Stored data entries
=== Begin Enclosure ===
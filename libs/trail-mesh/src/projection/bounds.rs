//! Geographic bounds and the evenly spaced sample grid handed to the
//! elevation service.

use pipeline_types::GeoPoint;

/// Axis-aligned latitude/longitude rectangle.
#[derive(Debug, Clone, Copy, PartialEq)]
pub struct GeoBounds {
    pub min_lat: f64,
    pub max_lat: f64,
    pub min_lon: f64,
    pub max_lon: f64,
}

impl GeoBounds {
    /// Smallest bounds containing every point, or `None` for no points.
    pub fn from_points<I>(points: I) -> Option<Self>
    where
        I: IntoIterator<Item = GeoPoint>,
    {
        let mut iter = points.into_iter();
        let first = iter.next()?;
        let mut bounds = Self {
            min_lat: first.lat,
            max_lat: first.lat,
            min_lon: first.lon,
            max_lon: first.lon,
        };
        for p in iter {
            bounds.min_lat = bounds.min_lat.min(p.lat);
            bounds.max_lat = bounds.max_lat.max(p.lat);
            bounds.min_lon = bounds.min_lon.min(p.lon);
            bounds.max_lon = bounds.max_lon.max(p.lon);
        }
        Some(bounds)
    }

    pub fn center(&self) -> GeoPoint {
        GeoPoint::new(
            (self.min_lat + self.max_lat) / 2.0,
            (self.min_lon + self.max_lon) / 2.0,
        )
    }

    /// Grows each side by `factor` times the extent, keeping the center.
    ///
    /// ```
    /// use trail_mesh::projection::GeoBounds;
    /// let b = GeoBounds { min_lat: 0.0, max_lat: 1.0, min_lon: 0.0, max_lon: 2.0 };
    /// let p = b.padded(0.2);
    /// assert!((p.min_lat + 0.2).abs() < 1e-12);
    /// assert!((p.max_lon - 2.4).abs() < 1e-12);
    /// ```
    pub fn padded(&self, factor: f64) -> Self {
        let center = self.center();
        let half_lat = (self.max_lat - self.min_lat) * (1.0 + 2.0 * factor) / 2.0;
        let half_lon = (self.max_lon - self.min_lon) * (1.0 + 2.0 * factor) / 2.0;
        Self {
            min_lat: center.lat - half_lat,
            max_lat: center.lat + half_lat,
            min_lon: center.lon - half_lon,
            max_lon: center.lon + half_lon,
        }
    }

    /// Row-major `resolution × resolution` grid, south to north, west to
    /// east, including both edges.
    pub fn sample_grid(&self, resolution: usize) -> Vec<GeoPoint> {
        let lats = linspace(self.min_lat, self.max_lat, resolution);
        let lons = linspace(self.min_lon, self.max_lon, resolution);
        lats.iter()
            .flat_map(|&lat| lons.iter().map(move |&lon| GeoPoint::new(lat, lon)))
            .collect()
    }
}

/// `num` evenly spaced values from `start` to `stop` inclusive; a single
/// value yields the midpoint.
pub fn linspace(start: f64, stop: f64, num: usize) -> Vec<f64> {
    if num <= 1 {
        return vec![(start + stop) / 2.0];
    }
    let last = num - 1;
    let step = (stop - start) / last as f64;
    (0..num)
        .map(|i| if i == last { stop } else { start + i as f64 * step })
        .collect()
}
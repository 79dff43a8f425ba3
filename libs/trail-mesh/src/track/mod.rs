//! # Track Interpolator
//!
//! Drapes the ground track onto the terrain surface.
//!
//! Each track point is projected into the local frame and located in the
//! triangulation by a barycentric sign test. Inside a triangle its height
//! is the weighted vertex height; outside it falls back to the point's own
//! recorded elevation. A constant offset lifts the path above the surface.

mod interpolate;
mod spatial_index;

pub use interpolate::{barycentric, interpolate_track, SurfaceLocator, TrackPoint};
pub use spatial_index::TriangleGrid;
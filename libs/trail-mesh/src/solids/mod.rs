//! # Solid Builders
//!
//! Sub-meshes that, together with the terrain surface, close the model:
//!
//! - **base**: slab under the whole model, its top face on `base_z`
//! - **walls**: skirt from the terrain hull down to `base_z`
//! - **platform**: rectangular pad carrying the embossed text
//! - **text**: extruded glyph outlines on top of the platform
//! - **path**: tube following the draped track
//!
//! Every builder works in the unrotated local frame. The caller attaches
//! the output transform.

pub mod base;
pub mod extrude;
pub mod path;
pub mod platform;
pub mod text;
pub mod walls;

pub use base::build_base;
pub use path::build_path;
pub use platform::{build_platform, count_path_overlap, PlatformLayout};
pub use text::{build_text, GlyphOutliner, TextSolid};
pub use walls::build_walls;

use crate::mesh::Mesh;
use crate::terrain::Triangulation;
use glam::DMat4;
use pipeline_types::{Orientation, SolidRole};

/// A tagged sub-mesh of the model.
#[derive(Debug, Clone, PartialEq)]
pub struct Solid {
    pub role: SolidRole,
    /// Side the authored winding faces.
    pub orientation: Orientation,
    pub mesh: Mesh,
    /// World transform applied at assembly.
    pub transform: DMat4,
}

impl Solid {
    pub fn new(role: SolidRole, orientation: Orientation, mesh: Mesh) -> Self {
        Self {
            role,
            orientation,
            mesh,
            transform: DMat4::IDENTITY,
        }
    }

    pub fn with_transform(mut self, transform: DMat4) -> Self {
        self.transform = transform;
        self
    }

    pub fn is_empty(&self) -> bool {
        self.mesh.is_empty()
    }
}

/// Terrain surface solid, normals up.
pub fn build_terrain(triangulation: &Triangulation) -> Solid {
    Solid::new(
        SolidRole::Terrain,
        Orientation::Outward,
        triangulation.to_mesh(),
    )
}

#[cfg(test)]
mod tests;
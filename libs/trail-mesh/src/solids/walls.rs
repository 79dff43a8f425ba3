//! Skirt walls.

use glam::DVec3;
use pipeline_types::{Orientation, SolidRole};

use super::Solid;
use crate::mesh::Mesh;
use crate::terrain::Triangulation;

/// One quad per hull edge, from the surface down to `base_z`.
///
/// A hull of `H` vertices yields exactly `2H` triangles. Each quad runs
/// `a_top, b_top, b_bottom, a_bottom` along the counter-clockwise hull,
/// which faces into the model, so the solid is tagged
/// [`Orientation::Inward`].
pub fn build_walls(triangulation: &Triangulation, base_z: f64) -> Solid {
    let hull = triangulation.hull();
    let h = hull.len();
    let mut mesh = Mesh::with_capacity(h * 2, h * 2);

    for &index in hull {
        let top = triangulation.vertex(index).position;
        mesh.add_vertex(top);
        mesh.add_vertex(DVec3::new(top.x, top.y, base_z));
    }

    for i in 0..h {
        let j = (i + 1) % h;
        let (a_top, a_bottom) = ((2 * i) as u32, (2 * i + 1) as u32);
        let (b_top, b_bottom) = ((2 * j) as u32, (2 * j + 1) as u32);
        mesh.add_quad(a_top, b_top, b_bottom, a_bottom);
    }

    Solid::new(SolidRole::Wall, Orientation::Inward, mesh)
}
//! Base plate.
//!
//! The plate is a slab under the model whose top face lies on `base_z`.
//! That face is the band between the terrain hull and the outline grown by
//! the overlap factor, so its inner edges are exactly the bottom edges of
//! the skirt walls. Terrain, walls and base then close into one shell.
//!
//! The band is cut into one convex slice per hull edge: rays from the hull
//! centroid through each hull vertex meet the grown outline, and the
//! outline corners between two rays belong to that slice.

use std::f64::consts::TAU;

use config::BuildConfig;
use glam::{DVec2, DVec3};
use pipeline_types::{Orientation, SolidRole};

use super::extrude::{extrude, Polygon2D};
use super::Solid;
use crate::mesh::Mesh;
use crate::shape::{signed_area, Shape};
use crate::terrain::Triangulation;

/// One vertex of the plate's outer ring.
#[derive(Debug, Clone, Copy)]
struct RingPoint {
    position: DVec2,
    angle: f64,
    /// Hull vertex whose ray produced this point; `None` for outline corners.
    hull: Option<usize>,
}

/// The base plate from `base_z - base_plate_thickness` up to `base_z`.
///
/// Falls back to a plain slab over the grown outline when the
/// triangulation has no usable hull.
pub fn build_base(
    shape: &Shape,
    triangulation: &Triangulation,
    base_z: f64,
    config: &BuildConfig,
) -> Solid {
    let mut outline: Vec<DVec2> = shape
        .outline(config.circle_segments)
        .into_iter()
        .map(|p| p * config.base_overlap_factor)
        .collect();
    if signed_area(&outline) < 0.0 {
        outline.reverse();
    }
    let bottom = base_z - config.base_plate_thickness;

    let hull: Vec<DVec2> = triangulation
        .hull()
        .iter()
        .map(|&i| triangulation.vertex(i).xy())
        .collect();

    let mesh = match outer_ring(&hull, &outline, 2.0 * config.weld_tolerance) {
        Some((center, ring)) => plate(&hull, &ring, center, base_z, bottom),
        None => extrude(&Polygon2D::new(outline), bottom, base_z),
    };
    Solid::new(SolidRole::Base, Orientation::Outward, mesh)
}

/// Ray projections of the hull onto `outline` merged with the outline
/// corners, counter-clockwise, plus the hull centroid the rays start from.
///
/// Corners within `min_gap` of a projection are dropped so the two cannot
/// weld into one vertex.
fn outer_ring(hull: &[DVec2], outline: &[DVec2], min_gap: f64) -> Option<(DVec2, Vec<RingPoint>)> {
    if hull.len() < 3 || outline.len() < 3 || signed_area(hull) <= 0.0 {
        return None;
    }
    let center = hull.iter().copied().sum::<DVec2>() / hull.len() as f64;
    let angle = |p: DVec2| {
        let d = p - center;
        d.y.atan2(d.x).rem_euclid(TAU)
    };

    let mut ring = Vec::with_capacity(hull.len() + outline.len());
    for (i, &h) in hull.iter().enumerate() {
        let position = ray_exit(outline, center, h - center)?;
        if position.distance(center) <= h.distance(center) {
            return None;
        }
        ring.push(RingPoint {
            position,
            angle: angle(h),
            hull: Some(i),
        });
    }
    for &corner in outline {
        if ring.iter().any(|p| p.position.distance(corner) < min_gap) {
            continue;
        }
        ring.push(RingPoint {
            position: corner,
            angle: angle(corner),
            hull: None,
        });
    }
    ring.sort_by(|a, b| a.angle.total_cmp(&b.angle));
    Some((center, ring))
}

/// Where the ray `origin + t * dir` (t > 0) leaves the convex `ring`.
fn ray_exit(ring: &[DVec2], origin: DVec2, dir: DVec2) -> Option<DVec2> {
    let mut exit: Option<f64> = None;
    for (k, &a) in ring.iter().enumerate() {
        let edge = ring[(k + 1) % ring.len()] - a;
        let denom = dir.perp_dot(edge);
        if denom.abs() < f64::EPSILON {
            continue;
        }
        let w = a - origin;
        let t = w.perp_dot(edge) / denom;
        let s = w.perp_dot(dir) / denom;
        if t > 0.0 && (-1e-12..=1.0 + 1e-12).contains(&s) {
            exit = Some(exit.map_or(t, |best: f64| best.max(t)));
        }
    }
    exit.map(|t| origin + dir * t)
}

/// Vertex layout: hull at `top`, ring at `top`, ring at `bottom`, then the
/// bottom center.
fn plate(hull: &[DVec2], ring: &[RingPoint], center: DVec2, top: f64, bottom: f64) -> Mesh {
    let (n, r) = (hull.len(), ring.len());
    let mut mesh = Mesh::with_capacity(n + 2 * r + 1, n + 4 * r);
    for h in hull {
        mesh.add_vertex(h.extend(top));
    }
    for p in ring {
        mesh.add_vertex(p.position.extend(top));
    }
    for p in ring {
        mesh.add_vertex(p.position.extend(bottom));
    }
    let hub = mesh.add_vertex(DVec3::new(center.x, center.y, bottom));

    let top_ring = |k: usize| (n + k % r) as u32;
    let bottom_ring = |k: usize| (n + r + k % r) as u32;

    // Top band, one fan per hull edge, facing up.
    let rays: Vec<usize> = (0..r).filter(|&k| ring[k].hull.is_some()).collect();
    for (s, &start) in rays.iter().enumerate() {
        let end = rays[(s + 1) % rays.len()];
        let span = (end + r - start) % r;
        let span = if span == 0 { r } else { span };
        let (Some(from), Some(to)) = (ring[start].hull, ring[end].hull) else {
            continue;
        };
        let apex = from as u32;
        for k in start..start + span {
            mesh.add_triangle(apex, top_ring(k), top_ring(k + 1));
        }
        mesh.add_triangle(apex, top_ring(start + span), to as u32);
    }

    for k in 0..r {
        mesh.add_quad(bottom_ring(k), bottom_ring(k + 1), top_ring(k + 1), top_ring(k));
        mesh.add_triangle(hub, bottom_ring(k + 1), bottom_ring(k));
    }
    mesh
}
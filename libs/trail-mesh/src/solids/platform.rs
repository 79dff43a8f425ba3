//! # Text Platform
//!
//! Rectangular pad near the bottom edge of the outline, sized from the
//! shape's bounding radius:
//!
//! ```text
//!        ┌──────────────── outline ───────────────┐
//!        │                                        │
//!        │     ┌──────── width ────────┐          │
//!        │     │        platform       │ depth    │
//!        │     └───────────────────────┘          │
//!        │                margin                  │
//!        └────────────────────────────────────────┘
//! ```

use config::BuildConfig;
use glam::DVec2;
use pipeline_types::{Orientation, SolidRole};

use super::extrude::{extrude, Polygon2D};
use super::Solid;
use crate::shape::{BoundingBox, Shape};

/// Bisection steps when narrowing the platform to fit the outline.
const FIT_ITERATIONS: u32 = 40;

/// Placement and height of the platform in the local frame.
#[derive(Debug, Clone, Copy, PartialEq)]
pub struct PlatformLayout {
    pub rect: BoundingBox,
    pub bottom_z: f64,
    pub top_z: f64,
}

impl PlatformLayout {
    /// Lays out the platform for `shape`.
    ///
    /// The top sits `platform_clearance` above the highest terrain point,
    /// or `height` above `base_z` when given. The width is narrowed when
    /// the proportional rectangle would leave the outline.
    pub fn new(
        shape: &Shape,
        base_z: f64,
        terrain_max_z: f64,
        height: Option<f64>,
        config: &BuildConfig,
    ) -> Self {
        let radius = shape.bounding_radius();
        let depth = radius * config.platform_depth_factor;
        let margin = radius * config.platform_margin_factor;
        let bbox = shape.bounding_box();
        let min_y = bbox.min_y + margin;
        let max_y = min_y + depth;
        let width = fit_width(shape, min_y, max_y, radius * config.platform_width_factor);

        let top_z = match height {
            Some(h) => base_z + h,
            None => terrain_max_z + config.platform_clearance,
        };

        Self {
            rect: BoundingBox {
                min_x: -width / 2.0,
                max_x: width / 2.0,
                min_y,
                max_y,
            },
            bottom_z: base_z,
            top_z,
        }
    }

    pub fn center(&self) -> DVec2 {
        DVec2::new(
            (self.rect.min_x + self.rect.max_x) / 2.0,
            (self.rect.min_y + self.rect.max_y) / 2.0,
        )
    }

    pub fn width(&self) -> f64 {
        self.rect.width()
    }

    pub fn depth(&self) -> f64 {
        self.rect.height()
    }
}

/// Widest symmetric rectangle between `min_y` and `max_y`, up to
/// `max_width`, whose corners lie inside `shape`.
fn fit_width(shape: &Shape, min_y: f64, max_y: f64, max_width: f64) -> f64 {
    let fits = |width: f64| {
        let half = width / 2.0;
        [min_y, max_y].iter().all(|&y| {
            shape.contains(DVec2::new(half, y)) && shape.contains(DVec2::new(-half, y))
        })
    };
    if fits(max_width) {
        return max_width;
    }
    let (mut lo, mut hi) = (0.0, max_width);
    for _ in 0..FIT_ITERATIONS {
        let mid = (lo + hi) / 2.0;
        if fits(mid) {
            lo = mid;
        } else {
            hi = mid;
        }
    }
    lo
}

/// Platform prism from `bottom_z` to `top_z`.
pub fn build_platform(layout: &PlatformLayout) -> Solid {
    let rect = Polygon2D::rectangle(layout.center(), DVec2::new(layout.width(), layout.depth()));
    Solid::new(
        SolidRole::Platform,
        Orientation::Outward,
        extrude(&rect, layout.bottom_z, layout.top_z),
    )
}

/// Track positions (local frame) on the platform rectangle grown by
/// `buffer`.
pub fn count_path_overlap<I>(layout: &PlatformLayout, track: I, buffer: f64) -> usize
where
    I: IntoIterator<Item = DVec2>,
{
    let area = layout.rect.expanded(buffer);
    track.into_iter().filter(|&p| area.contains(p)).count()
}
//! Latest-request-wins coordination of overlapping builds.
//!
//! Every build takes a ticket from [`BuildSupervisor::begin`]. When it
//! completes, [`BuildSupervisor::finish`] hands its result back only if no
//! newer build has started in the meantime; superseded results are
//! discarded.

use std::sync::atomic::{AtomicU64, Ordering};

use tracing::debug;

/// Identifies one build request.
#[derive(Debug, Clone, Copy, PartialEq, Eq, PartialOrd, Ord, Hash)]
pub struct BuildTicket(u64);

impl BuildTicket {
    pub fn id(self) -> u64 {
        self.0
    }
}

/// Shared ticket counter. Safe to use from several threads.
///
/// # Example
///
/// ```rust
/// use trail_mesh::pipeline::BuildSupervisor;
///
/// let supervisor = BuildSupervisor::new();
/// let old = supervisor.begin();
/// let new = supervisor.begin();
/// assert_eq!(supervisor.finish(old, "stale"), None);
/// assert_eq!(supervisor.finish(new, "fresh"), Some("fresh"));
/// ```
#[derive(Debug, Default)]
pub struct BuildSupervisor {
    latest: AtomicU64,
}

impl BuildSupervisor {
    pub fn new() -> Self {
        Self::default()
    }

    /// Starts a build, superseding every earlier ticket.
    pub fn begin(&self) -> BuildTicket {
        BuildTicket(self.latest.fetch_add(1, Ordering::AcqRel) + 1)
    }

    /// True while no newer build has begun.
    pub fn is_current(&self, ticket: BuildTicket) -> bool {
        self.latest.load(Ordering::Acquire) == ticket.0
    }

    /// Returns `result` for the current ticket, `None` for a superseded one.
    pub fn finish<T>(&self, ticket: BuildTicket, result: T) -> Option<T> {
        if self.is_current(ticket) {
            Some(result)
        } else {
            debug!(ticket = ticket.0, "discarding superseded build");
            None
        }
    }
}
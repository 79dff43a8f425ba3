//! # Mesh Data Structure
//!
//! Indexed triangle mesh used by every solid builder and by the assembler.

use glam::DVec3;

/// A triangle mesh with vertices and indices.
///
/// All geometry calculations use f64. Export to f32 only happens at the
/// rendering boundary.
///
/// # Example
///
/// ```rust
/// use trail_mesh::Mesh;
/// use glam::DVec3;
///
/// let mut mesh = Mesh::new();
/// mesh.add_vertex(DVec3::new(0.0, 0.0, 0.0));
/// mesh.add_vertex(DVec3::new(1.0, 0.0, 0.0));
/// mesh.add_vertex(DVec3::new(0.0, 1.0, 0.0));
/// mesh.add_triangle(0, 1, 2);
/// assert_eq!(mesh.triangle_count(), 1);
/// ```
#[derive(Debug, Clone, Default, PartialEq)]
pub struct Mesh {
    /// Vertex positions
    vertices: Vec<DVec3>,
    /// Triangle indices (3 indices per triangle)
    triangles: Vec<[u32; 3]>,
    /// Optional per-vertex normals
    normals: Option<Vec<DVec3>>,
}

impl Mesh {
    /// Creates an empty mesh.
    pub fn new() -> Self {
        Self::default()
    }

    /// Creates a mesh with pre-allocated capacity.
    pub fn with_capacity(vertex_count: usize, triangle_count: usize) -> Self {
        Self {
            vertices: Vec::with_capacity(vertex_count),
            triangles: Vec::with_capacity(triangle_count),
            normals: None,
        }
    }

    /// Builds a mesh from already indexed buffers.
    pub fn from_parts(vertices: Vec<DVec3>, triangles: Vec<[u32; 3]>) -> Self {
        Self {
            vertices,
            triangles,
            normals: None,
        }
    }

    /// Returns the number of vertices.
    #[inline]
    pub fn vertex_count(&self) -> usize {
        self.vertices.len()
    }

    /// Returns the number of triangles.
    #[inline]
    pub fn triangle_count(&self) -> usize {
        self.triangles.len()
    }

    /// Returns true if the mesh has no triangles.
    #[inline]
    pub fn is_empty(&self) -> bool {
        self.triangles.is_empty()
    }

    /// Adds a vertex and returns its index.
    pub fn add_vertex(&mut self, position: DVec3) -> u32 {
        let index = self.vertices.len() as u32;
        self.vertices.push(position);
        index
    }

    /// Adds a triangle by vertex indices.
    pub fn add_triangle(&mut self, v0: u32, v1: u32, v2: u32) {
        self.triangles.push([v0, v1, v2]);
    }

    /// Adds a quad `a b c d` (counter-clockwise seen from its front) as two
    /// triangles.
    pub fn add_quad(&mut self, a: u32, b: u32, c: u32, d: u32) {
        self.triangles.push([a, b, c]);
        self.triangles.push([a, c, d]);
    }

    #[inline]
    pub fn vertices(&self) -> &[DVec3] {
        &self.vertices
    }

    #[inline]
    pub fn triangles(&self) -> &[[u32; 3]] {
        &self.triangles
    }

    #[inline]
    pub fn vertex(&self, index: u32) -> DVec3 {
        self.vertices[index as usize]
    }

    #[inline]
    pub fn triangle(&self, index: usize) -> [u32; 3] {
        self.triangles[index]
    }

    /// Returns the three corner positions of a triangle.
    #[inline]
    pub fn triangle_positions(&self, index: usize) -> [DVec3; 3] {
        let [a, b, c] = self.triangles[index];
        [self.vertex(a), self.vertex(b), self.vertex(c)]
    }

    /// Returns the vertex normals.
    pub fn normals(&self) -> Option<&[DVec3]> {
        self.normals.as_deref()
    }

    /// Replaces the vertex normals. Ignored unless one per vertex.
    pub fn set_normals(&mut self, normals: Vec<DVec3>) {
        if normals.len() == self.vertices.len() {
            self.normals = Some(normals);
        }
    }

    /// Computes area-weighted per-vertex normals from the current topology.
    pub fn compute_normals(&mut self) {
        let mut normals = vec![DVec3::ZERO; self.vertices.len()];

        for tri in &self.triangles {
            let v0 = self.vertices[tri[0] as usize];
            let v1 = self.vertices[tri[1] as usize];
            let v2 = self.vertices[tri[2] as usize];

            let normal = (v1 - v0).cross(v2 - v0);

            normals[tri[0] as usize] += normal;
            normals[tri[1] as usize] += normal;
            normals[tri[2] as usize] += normal;
        }

        for normal in &mut normals {
            *normal = normal.normalize_or_zero();
        }

        self.normals = Some(normals);
    }

    /// Merges another mesh into this one.
    pub fn merge(&mut self, other: &Mesh) {
        let offset = self.vertices.len() as u32;

        self.vertices.extend_from_slice(&other.vertices);

        for tri in &other.triangles {
            self.triangles
                .push([tri[0] + offset, tri[1] + offset, tri[2] + offset]);
        }

        // Normals are only meaningful when both sides carry them.
        self.normals = match (self.normals.take(), &other.normals) {
            (Some(mut mine), Some(theirs)) => {
                mine.extend_from_slice(theirs);
                Some(mine)
            }
            _ => None,
        };
    }

    /// Validates the mesh for correctness.
    ///
    /// Checks:
    /// - All triangle indices are valid
    /// - No triangle repeats a vertex
    /// - No triangle has an area below `min_area`
    pub fn validate(&self, min_area: f64) -> bool {
        let vertex_count = self.vertices.len() as u32;

        for tri in &self.triangles {
            if tri[0] >= vertex_count || tri[1] >= vertex_count || tri[2] >= vertex_count {
                return false;
            }

            if tri[0] == tri[1] || tri[1] == tri[2] || tri[0] == tri[2] {
                return false;
            }

            let v0 = self.vertices[tri[0] as usize];
            let v1 = self.vertices[tri[1] as usize];
            let v2 = self.vertices[tri[2] as usize];
            if triangle_area(v0, v1, v2) < min_area {
                return false;
            }
        }

        true
    }

    /// Exports vertices as f32 array for GPU.
    ///
    /// Returns flattened [x, y, z, x, y, z, ...] array.
    pub fn vertices_f32(&self) -> Vec<f32> {
        let mut result = Vec::with_capacity(self.vertices.len() * 3);
        for v in &self.vertices {
            result.push(v.x as f32);
            result.push(v.y as f32);
            result.push(v.z as f32);
        }
        result
    }

    /// Exports triangle indices as u32 array for GPU.
    pub fn indices_u32(&self) -> Vec<u32> {
        self.triangles.iter().flatten().copied().collect()
    }

    /// Exports normals as f32 array for GPU.
    pub fn normals_f32(&self) -> Option<Vec<f32>> {
        self.normals.as_ref().map(|normals| {
            let mut result = Vec::with_capacity(normals.len() * 3);
            for n in normals {
                result.push(n.x as f32);
                result.push(n.y as f32);
                result.push(n.z as f32);
            }
            result
        })
    }
}

/// Area of the triangle `a b c` via the cross product of its edges.
#[inline]
pub fn triangle_area(a: DVec3, b: DVec3, c: DVec3) -> f64 {
    0.5 * (b - a).cross(c - a).length()
}
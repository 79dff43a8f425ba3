//! Download names for exported models.

use pipeline_types::BuildRequest;

const FALLBACK_STEM: &str = "trail";

/// Builds `<stem>_<shape>_<width>mm_x<multiplier>_<unix_seconds>.stl`.
///
/// The stem is `base` without its last extension, restricted to ASCII
/// letters, digits, `-` and `_`.
///
/// ```
/// use trail_mesh::export::export_filename;
/// use pipeline_types::{BuildRequest, Fidelity, ShapeKind};
///
/// let request = BuildRequest {
///     grid: Vec::new(),
///     track: Vec::new(),
///     width: 120.0,
///     elevation_multiplier: 1.5,
///     shape: ShapeKind::Hexagon,
///     rotation_degrees: 0.0,
///     emboss_text: None,
///     platform_height: None,
///     fidelity: Fidelity::Full,
/// };
/// assert_eq!(
///     export_filename("Morning Ride.gpx", &request, 1_700_000_000),
///     "Morning_Ride_hexagon_120mm_x1.5_1700000000.stl"
/// );
/// ```
pub fn export_filename(base: &str, request: &BuildRequest, unix_seconds: u64) -> String {
    format!(
        "{}_{}_{}mm_x{}_{}.stl",
        sanitize_stem(base),
        request.shape,
        compact_number(request.width),
        compact_number(request.elevation_multiplier),
        unix_seconds
    )
}

fn sanitize_stem(base: &str) -> String {
    let file = base.rsplit(['/', '\\']).next().unwrap_or(base);
    let stem = match file.rsplit_once('.') {
        Some((stem, _)) if !stem.is_empty() => stem,
        _ => file,
    };

    let mut out = String::with_capacity(stem.len());
    for c in stem.trim().chars() {
        let c = if c.is_ascii_alphanumeric() || c == '-' { c } else { '_' };
        if !(c == '_' && out.ends_with('_')) {
            out.push(c);
        }
    }
    let out = out.trim_matches('_');
    if out.is_empty() {
        FALLBACK_STEM.to_string()
    } else {
        out.to_string()
    }
}

/// Up to two decimals, trailing zeros removed.
fn compact_number(value: f64) -> String {
    let text = format!("{value:.2}");
    let text = text.trim_end_matches('0').trim_end_matches('.');
    text.to_string()
}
=== End Enclosure ===
_What is needed:_
Print, without alteration, only the lines above between the one holding "north, west to" and the one holding "located in the", inclusive.

_Result for this exercise:_
    /// Row-major `resolution × resolution` grid, south to north, west to
    /// east, including both edges.
    pub fn sample_grid(&self, resolution: usize) -> Vec<GeoPoint> {
        let lats = linspace(self.min_lat, self.max_lat, resolution);
        let lons = linspace(self.min_lon, self.max_lon, resolution);
        lats.iter()
            .flat_map(|&lat| lons.iter().map(move |&lon| GeoPoint::new(lat, lon)))
            .collect()
    }
}

/// `num` evenly spaced values from `start` to `stop` inclusive; a single
/// value yields the midpoint.
pub fn linspace(start: f64, stop: f64, num: usize) -> Vec<f64> {
    if num <= 1 {
        return vec![(start + stop) / 2.0];
    }
    let last = num - 1;
    let step = (stop - start) / last as f64;
    (0..num)
        .map(|i| if i == last { stop } else { start + i as f64 * step })
        .collect()
}
repository 79dff43a8f425ba3
filename libs/trail-mesh/src/track/mod.rs
//! # Track Interpolator
//!
//! Drapes the ground track onto the terrain surface.
//!
//! Each track point is projected into the local frame and located in the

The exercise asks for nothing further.